Saved data entries
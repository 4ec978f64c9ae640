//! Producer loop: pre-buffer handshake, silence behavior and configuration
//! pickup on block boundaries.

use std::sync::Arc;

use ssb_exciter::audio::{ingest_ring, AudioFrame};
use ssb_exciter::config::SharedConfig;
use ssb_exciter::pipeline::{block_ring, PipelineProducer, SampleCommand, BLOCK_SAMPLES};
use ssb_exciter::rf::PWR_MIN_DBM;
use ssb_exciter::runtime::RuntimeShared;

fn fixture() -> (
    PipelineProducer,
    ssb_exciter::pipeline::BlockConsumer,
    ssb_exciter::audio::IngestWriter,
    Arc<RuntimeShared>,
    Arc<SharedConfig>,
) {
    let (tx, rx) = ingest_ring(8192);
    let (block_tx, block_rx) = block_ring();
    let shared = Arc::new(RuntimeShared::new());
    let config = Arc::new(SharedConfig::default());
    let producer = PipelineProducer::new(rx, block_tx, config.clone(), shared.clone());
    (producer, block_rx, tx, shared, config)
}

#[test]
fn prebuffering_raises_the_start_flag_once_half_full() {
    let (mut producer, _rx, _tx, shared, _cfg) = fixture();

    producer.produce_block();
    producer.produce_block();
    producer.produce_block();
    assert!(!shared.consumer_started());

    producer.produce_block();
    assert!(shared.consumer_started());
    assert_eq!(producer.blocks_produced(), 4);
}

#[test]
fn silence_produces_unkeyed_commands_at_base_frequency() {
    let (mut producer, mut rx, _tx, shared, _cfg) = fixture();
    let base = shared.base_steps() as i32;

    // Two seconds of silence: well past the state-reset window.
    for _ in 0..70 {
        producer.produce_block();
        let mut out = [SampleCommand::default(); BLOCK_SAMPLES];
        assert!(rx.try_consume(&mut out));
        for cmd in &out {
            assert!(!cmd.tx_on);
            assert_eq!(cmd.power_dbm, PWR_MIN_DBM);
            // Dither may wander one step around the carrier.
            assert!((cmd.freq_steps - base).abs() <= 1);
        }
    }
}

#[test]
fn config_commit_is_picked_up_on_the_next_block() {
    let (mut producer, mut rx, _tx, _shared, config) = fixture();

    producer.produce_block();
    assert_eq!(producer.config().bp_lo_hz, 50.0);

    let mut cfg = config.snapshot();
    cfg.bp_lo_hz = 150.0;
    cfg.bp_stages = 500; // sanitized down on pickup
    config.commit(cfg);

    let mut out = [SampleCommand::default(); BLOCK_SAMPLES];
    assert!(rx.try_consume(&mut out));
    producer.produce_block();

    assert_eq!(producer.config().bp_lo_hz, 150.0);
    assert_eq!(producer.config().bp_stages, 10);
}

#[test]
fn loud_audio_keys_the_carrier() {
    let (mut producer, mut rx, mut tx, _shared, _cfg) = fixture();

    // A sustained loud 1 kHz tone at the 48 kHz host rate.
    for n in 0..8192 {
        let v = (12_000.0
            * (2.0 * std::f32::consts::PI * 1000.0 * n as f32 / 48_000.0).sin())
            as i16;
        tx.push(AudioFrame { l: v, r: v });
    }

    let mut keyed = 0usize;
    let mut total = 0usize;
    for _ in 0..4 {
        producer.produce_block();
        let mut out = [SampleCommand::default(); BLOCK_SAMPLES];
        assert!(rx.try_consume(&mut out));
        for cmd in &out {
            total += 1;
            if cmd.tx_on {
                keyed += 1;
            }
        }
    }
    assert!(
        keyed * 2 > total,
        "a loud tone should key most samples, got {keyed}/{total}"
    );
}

---

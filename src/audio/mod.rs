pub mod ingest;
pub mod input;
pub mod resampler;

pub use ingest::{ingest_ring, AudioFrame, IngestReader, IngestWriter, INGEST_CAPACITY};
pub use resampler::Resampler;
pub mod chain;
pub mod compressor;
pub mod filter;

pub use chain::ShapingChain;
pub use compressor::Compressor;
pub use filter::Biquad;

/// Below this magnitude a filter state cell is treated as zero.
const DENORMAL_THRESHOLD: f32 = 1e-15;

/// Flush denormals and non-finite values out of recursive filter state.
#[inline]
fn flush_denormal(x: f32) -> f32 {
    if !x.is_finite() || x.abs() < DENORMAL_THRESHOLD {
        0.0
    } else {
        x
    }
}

* [WHAT TO WORK ON] Which of the lines above carry the string "SharedConfig"? Pick them out and copy them.

* [EXPECTED OUTPUT]
use ssb_exciter::config::SharedConfig;
    Arc<SharedConfig>,
    let config = Arc::new(SharedConfig::default());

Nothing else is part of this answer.